Transcribe every record exactly.

** Opening Supplied entries block **

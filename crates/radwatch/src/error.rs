//! Error taxonomy for a monitoring cycle.

use thiserror::Error;

/// Errors surfaced by the pipeline.
///
/// `Fetch` and `Parse` abort the cycle before any notification; the rest are
/// recorded in the status artifact while the cycle runs to completion.
#[derive(Debug, Error)]
pub enum MonitorError {
    /// Could not reach or log in to the worklist page
    #[error("fetch failed: {0}")]
    Fetch(String),

    /// The worklist table is missing from the page entirely
    #[error("worklist table not found: {0}")]
    Parse(String),

    /// Every notification channel failed
    #[error("all notification channels failed: {0}")]
    Notification(String),

    /// Run state could not be loaded, saved, or locked
    #[error("run state error: {0}")]
    State(String),

    /// Invalid configuration
    #[error("configuration error: {0}")]
    Config(String),

    /// Filesystem error
    #[error("I/O error: {0}")]
    Io(#[from] std::io::Error),

    /// Serialization error
    #[error("serialization error: {0}")]
    Serialization(#[from] serde_json::Error),
}

impl MonitorError {
    /// Whether this error ends the cycle before classification.
    #[must_use]
    pub const fn is_cycle_fatal(&self) -> bool {
        matches!(self, Self::Fetch(_) | Self::Parse(_))
    }
}

pub type Result<T> = std::result::Result<T, MonitorError>;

** Closing Supplied entries block **

● **Response to this task**
filename crates/radwatch/src/error.rs
//! Error taxonomy for a monitoring cycle.

use thiserror::Error;

/// Errors surfaced by the pipeline.
///
/// `Fetch` and `Parse` abort the cycle before any notification; the rest are
/// recorded in the status artifact while the cycle runs to completion.
#[derive(Debug, Error)]
pub enum MonitorError {
    /// Could not reach or log in to the worklist page
    #[error("fetch failed: {0}")]
    Fetch(String),

    /// The worklist table is missing from the page entirely
    #[error("worklist table not found: {0}")]
    Parse(String),

    /// Every notification channel failed
    #[error("all notification channels failed: {0}")]
    Notification(String),

    /// Run state could not be loaded, saved, or locked
    #[error("run state error: {0}")]
    State(String),

    /// Invalid configuration
    #[error("configuration error: {0}")]
    Config(String),

    /// Filesystem error
    #[error("I/O error: {0}")]
    Io(#[from] std::io::Error),

    /// Serialization error
    #[error("serialization error: {0}")]
    Serialization(#[from] serde_json::Error),
}

impl MonitorError {
    /// Whether this error ends the cycle before classification.
    #[must_use]
    pub const fn is_cycle_fatal(&self) -> bool {
        matches!(self, Self::Fetch(_) | Self::Parse(_))
    }
}

pub type Result<T> = std::result::Result<T, MonitorError>;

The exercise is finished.